How HP Has Fared In Six-Plus Years Under CEO Meg Whitman
ANALYSIS: If one goes strictly by the numbers, Whitman has had a successful reign. The stock of both HP Enterprise and HP Inc. have improved on her watch
By next spring, Margaret C. Whitman, known internationally as Meg, won’t have to worry about the day-to-day business of a major IT corporation anymore. At least not for Hewlett-Packard Enterprise and HP Inc.
During HPE’s quarterly report to analysts and investors Nov. 21, the board chairman and chief executive officer revealed that she will be stepping away in February from the lightning-rod job she has had for the last six-plus years. She will be replaced by 23-year HP veteran Antonio Fabio Neri, the current president of HPE.

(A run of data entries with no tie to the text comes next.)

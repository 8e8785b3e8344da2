//! Per-vehicle effect slot.
//!
//! The slot is mechanism, not policy: callers pick an [`ApplyMode`] and the
//! slot enforces it. Current ceilings are recomputed from the base after
//! every change, never by dividing an old multiplier back out.
use serde::{Deserialize, Serialize};
use smallvec::SmallVec;

use crate::clock::{Clock, Continuation, TimerHandle};
use crate::constants::{
    STACK_MAX_DEPTH, STACK_MAX_STEER_FACTOR, STACK_MAX_THROTTLE_FACTOR, STACK_MIN_STEER_FACTOR,
    STACK_MIN_THROTTLE_FACTOR,
};
use crate::error::{ConfigError, EffectError};
use crate::modifier::{EffectModifier, VehicleParameters};
use crate::numbers::seconds;
use crate::vehicle::VehicleId;

/// How a new modifier interacts with whatever is already active.
#[derive(Debug, Clone, Copy, PartialEq, Eq, Serialize, Deserialize)]
#[serde(rename_all = "snake_case")]
pub enum ApplyMode {
    /// Refuse with [`EffectError::AlreadyActive`] while anything is active.
    Exclusive,
    /// Fully revert whatever is active, then apply.
    Replace,
    /// Compose with the active set, each entry keeping its own expiry.
    Stack,
}

/// Bounds on how far stacked modifiers may compound.
#[derive(Debug, Clone, Copy, PartialEq, Serialize, Deserialize)]
pub struct StackPolicy {
    #[serde(default = "StackPolicy::default_max_depth")]
    pub max_depth: usize,
    #[serde(default = "StackPolicy::default_min_throttle_factor")]
    pub min_throttle_factor: f32,
    #[serde(default = "StackPolicy::default_max_throttle_factor")]
    pub max_throttle_factor: f32,
    #[serde(default = "StackPolicy::default_min_steer_factor")]
    pub min_steer_factor: f32,
    #[serde(default = "StackPolicy::default_max_steer_factor")]
    pub max_steer_factor: f32,
}

impl Default for StackPolicy {
    fn default() -> Self {
        Self {
            max_depth: Self::default_max_depth(),
            min_throttle_factor: Self::default_min_throttle_factor(),
            max_throttle_factor: Self::default_max_throttle_factor(),
            min_steer_factor: Self::default_min_steer_factor(),
            max_steer_factor: Self::default_max_steer_factor(),
        }
    }
}

impl StackPolicy {
    const fn default_max_depth() -> usize {
        STACK_MAX_DEPTH
    }

    const fn default_min_throttle_factor() -> f32 {
        STACK_MIN_THROTTLE_FACTOR
    }

    const fn default_max_throttle_factor() -> f32 {
        STACK_MAX_THROTTLE_FACTOR
    }

    const fn default_min_steer_factor() -> f32 {
        STACK_MIN_STEER_FACTOR
    }

    const fn default_max_steer_factor() -> f32 {
        STACK_MAX_STEER_FACTOR
    }

    /// Validate depth and factor bounds.
    ///
    /// # Errors
    ///
    /// Returns an error when the depth is zero, a bound is not positive, or a
    /// minimum exceeds its maximum.
    pub fn validate(&self) -> Result<(), ConfigError> {
        if self.max_depth == 0 {
            return Err(ConfigError::MinViolation {
                field: "stack.max_depth",
                min: 1.0,
                value: 0.0,
            });
        }
        for (field, min, max) in [
            (
                "stack.throttle_factor",
                self.min_throttle_factor,
                self.max_throttle_factor,
            ),
            (
                "stack.steer_factor",
                self.min_steer_factor,
                self.max_steer_factor,
            ),
        ] {
            if !(min > 0.0) {
                return Err(ConfigError::MinViolation {
                    field,
                    min: f32::EPSILON,
                    value: min,
                });
            }
            if min > max {
                return Err(ConfigError::InvertedBounds { field, min, max });
            }
        }
        Ok(())
    }

    fn clamp_throttle(&self, factor: f32) -> f32 {
        factor.clamp(self.min_throttle_factor, self.max_throttle_factor)
    }

    fn clamp_steer(&self, factor: f32) -> f32 {
        factor.clamp(self.min_steer_factor, self.max_steer_factor)
    }
}

/// A committed modifier together with the timer that will expire it.
#[derive(Debug, Clone, Copy, PartialEq)]
pub struct ActiveEffect {
    modifier: EffectModifier,
    expiry: TimerHandle,
}

impl ActiveEffect {
    #[must_use]
    pub const fn modifier(&self) -> &EffectModifier {
        &self.modifier
    }

    #[must_use]
    pub const fn expiry(&self) -> TimerHandle {
        self.expiry
    }
}

/// Inline storage for the active set; stacks rarely exceed a few entries.
pub type ActiveEffects = SmallVec<[ActiveEffect; 4]>;

/// Result of a successful [`VehicleEffectSlot::apply`].
#[derive(Debug, Clone, PartialEq)]
pub struct Applied {
    /// Expiry timer of the newly committed modifier.
    pub expiry: TimerHandle,
    /// Entries reverted to make room (non-empty only for [`ApplyMode::Replace`]).
    pub displaced: ActiveEffects,
}

/// Effect state owned by exclusively one vehicle.
///
/// Every active modifier owns exactly one pending expiry timer, so "an effect
/// is active" and "an expiry is scheduled" can never disagree.
#[derive(Debug, Clone)]
pub struct VehicleEffectSlot {
    owner: VehicleId,
    parameters: VehicleParameters,
    policy: StackPolicy,
    active: ActiveEffects,
}

impl VehicleEffectSlot {
    #[must_use]
    pub fn new(owner: VehicleId, parameters: VehicleParameters, policy: StackPolicy) -> Self {
        Self {
            owner,
            parameters,
            policy,
            active: ActiveEffects::new(),
        }
    }

    #[must_use]
    pub const fn owner(&self) -> VehicleId {
        self.owner
    }

    #[must_use]
    pub const fn parameters(&self) -> &VehicleParameters {
        &self.parameters
    }

    #[must_use]
    pub fn is_active(&self) -> bool {
        !self.active.is_empty()
    }

    /// Number of modifiers currently composed.
    #[must_use]
    pub fn depth(&self) -> usize {
        self.active.len()
    }

    /// Active entries, oldest first.
    #[must_use]
    pub fn active(&self) -> &[ActiveEffect] {
        &self.active
    }

    /// Commit `modifier` and schedule its expiry.
    ///
    /// # Errors
    ///
    /// Returns [`EffectError::AlreadyActive`] for [`ApplyMode::Exclusive`] while
    /// anything is active, and [`EffectError::StackLimit`] for
    /// [`ApplyMode::Stack`] once the policy depth is reached. A refused apply
    /// leaves the slot untouched.
    pub fn apply<C>(
        &mut self,
        modifier: EffectModifier,
        mode: ApplyMode,
        clock: &mut C,
    ) -> Result<Applied, EffectError>
    where
        C: Clock<Tag = Continuation> + ?Sized,
    {
        let displaced = match mode {
            ApplyMode::Exclusive if self.is_active() => return Err(EffectError::AlreadyActive),
            ApplyMode::Stack if self.active.len() >= self.policy.max_depth => {
                return Err(EffectError::StackLimit {
                    depth: self.active.len(),
                });
            }
            ApplyMode::Replace => self.remove(clock),
            ApplyMode::Exclusive | ApplyMode::Stack => ActiveEffects::new(),
        };

        let expiry = clock.schedule_after(
            seconds(modifier.duration_seconds()),
            Continuation::EffectExpired {
                vehicle: self.owner,
            },
        );
        self.active.push(ActiveEffect { modifier, expiry });
        self.recompute();
        log::debug!(
            "vehicle {} took modifier from {} (depth {}, throttle {:.1})",
            self.owner,
            modifier.origin(),
            self.active.len(),
            self.parameters.current_throttle_ceiling()
        );
        Ok(Applied { expiry, displaced })
    }

    /// Revert everything and cancel every pending expiry. Idempotent.
    ///
    /// Returns the entries that were removed.
    pub fn remove<C>(&mut self, clock: &mut C) -> ActiveEffects
    where
        C: Clock<Tag = Continuation> + ?Sized,
    {
        let removed = std::mem::take(&mut self.active);
        for entry in &removed {
            clock.cancel(entry.expiry);
        }
        self.parameters.restore_base();
        removed
    }

    /// Drop the entry whose expiry timer just fired.
    ///
    /// Stale handles (already removed or replaced) are ignored.
    pub fn expire(&mut self, handle: TimerHandle) -> Option<ActiveEffect> {
        let position = self.active.iter().position(|e| e.expiry == handle)?;
        let entry = self.active.remove(position);
        self.recompute();
        Some(entry)
    }

    fn recompute(&mut self) {
        if self.active.is_empty() {
            self.parameters.restore_base();
            return;
        }
        let (throttle, steer) = self.active.iter().fold((1.0_f32, 1.0_f32), |(t, s), e| {
            (
                t * e.modifier.throttle_multiplier(),
                s * e.modifier.steer_multiplier(),
            )
        });
        let (throttle, steer) = if self.active.len() > 1 {
            (self.policy.clamp_throttle(throttle), self.policy.clamp_steer(steer))
        } else {
            (throttle, steer)
        };
        self.parameters.scale_from_base(throttle, steer);
    }
}

#[cfg(test)]
mod tests {
    use super::*;
    use crate::clock::Scheduler;
    use crate::trigger::TriggerId;

    fn slot() -> VehicleEffectSlot {
        VehicleEffectSlot::new(
            VehicleId(1),
            VehicleParameters::new(2000.0, 17.0),
            StackPolicy::default(),
        )
    }

    fn modifier(throttle: f32, origin: u32) -> EffectModifier {
        EffectModifier::new(throttle, 0.8, 3.0, TriggerId(origin))
    }

    #[test]
    #[allow(clippy::float_cmp)]
    fn repeated_cycles_restore_base_exactly() {
        let mut clock = Scheduler::new();
        let mut slot = slot();
        let multipliers = [2.0, 0.4, 1.1, 3.0, 0.33, 1.7];
        for round in 0..200_u32 {
            let pick = multipliers[round as usize % multipliers.len()];
            let mode = if round % 3 == 0 {
                ApplyMode::Stack
            } else {
                ApplyMode::Replace
            };
            slot.apply(modifier(pick, round), mode, &mut clock).unwrap();
            if round % 2 == 0 {
                slot.apply(modifier(pick, round), ApplyMode::Stack, &mut clock)
                    .unwrap();
            }
            slot.remove(&mut clock);
            assert_eq!(slot.parameters().current_throttle_ceiling(), 2000.0);
            assert_eq!(slot.parameters().current_steer_ceiling(), 17.0);
        }
        assert_eq!(clock.pending(), 0);
    }

    #[test]
    fn exclusive_refuses_while_active_and_leaves_state() {
        let mut clock = Scheduler::new();
        let mut slot = slot();
        slot.apply(modifier(2.0, 1), ApplyMode::Exclusive, &mut clock)
            .unwrap();
        let before = *slot.parameters();

        let err = slot
            .apply(modifier(0.4, 2), ApplyMode::Exclusive, &mut clock)
            .unwrap_err();
        assert_eq!(err, EffectError::AlreadyActive);
        assert_eq!(*slot.parameters(), before);
        assert_eq!(slot.depth(), 1);
        assert_eq!(clock.pending(), 1);
    }

    #[test]
    fn replace_reverts_and_cancels_previous_timer() {
        let mut clock = Scheduler::new();
        let mut slot = slot();
        let first = slot
            .apply(modifier(2.0, 1), ApplyMode::Exclusive, &mut clock)
            .unwrap();
        let second = slot
            .apply(modifier(0.4, 2), ApplyMode::Replace, &mut clock)
            .unwrap();

        assert_eq!(second.displaced.len(), 1);
        assert_eq!(second.displaced[0].expiry(), first.expiry);
        assert!(!clock.is_pending(first.expiry));
        assert!(clock.is_pending(second.expiry));
        assert!((slot.parameters().current_throttle_ceiling() - 800.0).abs() < 1e-3);
    }

    #[test]
    fn stacking_compounds_and_each_entry_expires_alone() {
        let mut clock = Scheduler::new();
        let mut slot = slot();
        let a = slot
            .apply(modifier(2.0, 1), ApplyMode::Stack, &mut clock)
            .unwrap();
        clock.advance(1.0);
        let b = slot
            .apply(modifier(1.5, 2), ApplyMode::Stack, &mut clock)
            .unwrap();
        assert!((slot.parameters().current_throttle_ceiling() - 6000.0).abs() < 1e-2);
        assert_ne!(a.expiry, b.expiry);

        let fired = clock.advance(2.0);
        assert_eq!(fired.len(), 1);
        assert!(slot.expire(fired[0].handle).is_some());
        assert!((slot.parameters().current_throttle_ceiling() - 3000.0).abs() < 1e-2);
        assert!(slot.expire(fired[0].handle).is_none());

        let fired = clock.advance(1.0);
        assert_eq!(fired.len(), 1);
        slot.expire(fired[0].handle);
        assert!(!slot.is_active());
        assert!(slot.parameters().is_at_base());
    }

    #[test]
    fn stacking_respects_depth_and_factor_bounds() {
        let mut clock = Scheduler::new();
        let mut slot = slot();
        for origin in 0..3 {
            slot.apply(modifier(3.0, origin), ApplyMode::Stack, &mut clock)
                .unwrap();
        }
        // 3^3 = 27 is clamped to the policy ceiling.
        assert!((slot.parameters().current_throttle_ceiling() - 16_000.0).abs() < 1e-2);

        let err = slot
            .apply(modifier(3.0, 9), ApplyMode::Stack, &mut clock)
            .unwrap_err();
        assert_eq!(err, EffectError::StackLimit { depth: 3 });
        assert_eq!(clock.pending(), 3);
    }

    #[test]
    fn remove_is_idempotent() {
        let mut clock = Scheduler::new();
        let mut slot = slot();
        assert!(slot.remove(&mut clock).is_empty());
        slot.apply(modifier(2.0, 1), ApplyMode::Exclusive, &mut clock)
            .unwrap();
        assert_eq!(slot.remove(&mut clock).len(), 1);
        assert!(slot.remove(&mut clock).is_empty());
        assert!(slot.parameters().is_at_base());
        assert_eq!(clock.pending(), 0);
    }

    #[test]
    fn policy_validation_catches_bad_bounds() {
        let mut policy = StackPolicy::default();
        assert!(policy.validate().is_ok());
        policy.max_depth = 0;
        assert!(policy.validate().is_err());
        policy.max_depth = 2;
        policy.min_steer_factor = 5.0;
        assert!(matches!(
            policy.validate(),
            Err(ConfigError::InvertedBounds { .. })
        ));
    }
}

Whitman, who will remain on the HPE board, has planned ahead, downsizing from her large Atherton estate to an apartment in Palo Alto, Calif. and a mountain home in Telluride, Colo.
By the Numbers, Whitman Was a Success
If one goes strictly by the numbers, which can be manipulated but do not lie, Whitman has had a successful reign in the big chair. HPE’s stock has risen from $9.88 on its first day, Nov. 1, 2015, to $13.95 on Nov. 30, 2017. HP Inc.’s has fared even better; on Dec. 3 2012, it was $5.90; it was $21.45 on Nov. 30, 2017. Investors should have no complaints.
Critics say Whitman raised the value of the stock by cutting costs at HP, and they have a point. But the company has been managed by her and her team to stay in the financial black while revenues have leveled off and declined–mostly due to competition from smaller, more nimble new-gen software and hardware companies.
HPE and HPI have remained vital cogs in the international IT business through sales of printers, servers, storage, networking equipment, laptops, workstations, management software and a ton of services–in person and in clouds–to cover all of them.
HPI has stayed among the world’s top three portable computer makers (Dell, Lenovo, HPI) for most of the last decade; HPI is the world’s No. 1 printer maker; and HPE’s storage, server and networking businesses have maintained profitability despite all the competition.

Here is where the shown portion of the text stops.